Genome Canada, a not-for-profit organization funded by the government of Canada, has launched a national initiative for the clinical implementation of precision health, with a pilot program focusing on rare diseases as a foundational step.

“Precision health built on genomics and other technologies promises the unprecedented ability for diagnostic precision and timeliness as well as the opportunity to discover new disease mechanisms and treatments,” said Genome Canada President and CEO Marc LePage. “Our rare disease pilot initiative aims to directly help thousands of Canadian patients and their families, while laying the foundation for better health outcomes for all Canadians.”

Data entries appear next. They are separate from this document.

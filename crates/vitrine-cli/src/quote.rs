//! `quote` command: prices a cart built from `--item` arguments.

use vitrine_core::Catalog;
use vitrine_rules::{format_brl, order_summary, SessionStore, INSTALLMENT_COUNT};

/// Parses `PRODUCT_ID[:QUANTITY]`; quantity defaults to 1.
pub(crate) fn parse_item(raw: &str) -> Result<(String, u32), String> {
    let (id, quantity) = match raw.rsplit_once(':') {
        Some((id, qty)) => {
            let qty = qty
                .parse::<u32>()
                .map_err(|e| format!("invalid quantity {qty:?}: {e}"))?;
            (id, qty)
        }
        None => (raw, 1),
    };

    let id = id.trim();
    if id.is_empty() {
        return Err("product id must be non-empty".to_string());
    }
    if quantity == 0 {
        return Err("quantity must be at least 1".to_string());
    }
    Ok((id.to_string(), quantity))
}

pub(crate) fn run_quote(
    catalog: Catalog,
    items: &[(String, u32)],
    coupon: Option<&str>,
    summary: bool,
) -> anyhow::Result<()> {
    let mut store = SessionStore::new(catalog);
    for (product_id, quantity) in items {
        store.add_to_cart(product_id, *quantity)?;
    }

    let pricing = store.quote(coupon);

    for line in store.cart().lines() {
        println!(
            "{} ({}) x{}  {}",
            line.title,
            line.platform,
            line.quantity,
            format_brl(line.line_total())
        );
    }
    println!("subtotal:  {}", format_brl(pricing.subtotal));
    if coupon.is_some() && !pricing.coupon_applied {
        println!("coupon not recognised; no discount applied");
    }
    println!("discount:  {}", format_brl(pricing.discount));
    if pricing.has_free_shipping() {
        println!("shipping:  free");
    } else {
        println!("shipping:  {}", format_brl(pricing.shipping));
    }
    println!("total:     {}", format_brl(pricing.total));
    println!(
        "or {INSTALLMENT_COUNT}x {} interest-free",
        format_brl(pricing.per_installment)
    );

    if summary {
        println!();
        println!("{}", order_summary(store.cart().lines(), &pricing));
    }

    Ok(())
}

According to the organization, there are 7,000 known rare diseases; 8% of Canadians — mostly children — are affected by a rare disease. A diagnosis can take five to 30 years for a quarter of rare disease patients; 40% are misdiagnosed, while 50% never receive a confirmed diagnosis. And patients of rare diseases make up only 2% of the total patient population, but account for 10% of hospital costs.

At the same time, several Canadian research projects have made the country a world leader in rare disease research. They include efforts to find rare disease genes and, where possible, accelerate diagnosis and treatment.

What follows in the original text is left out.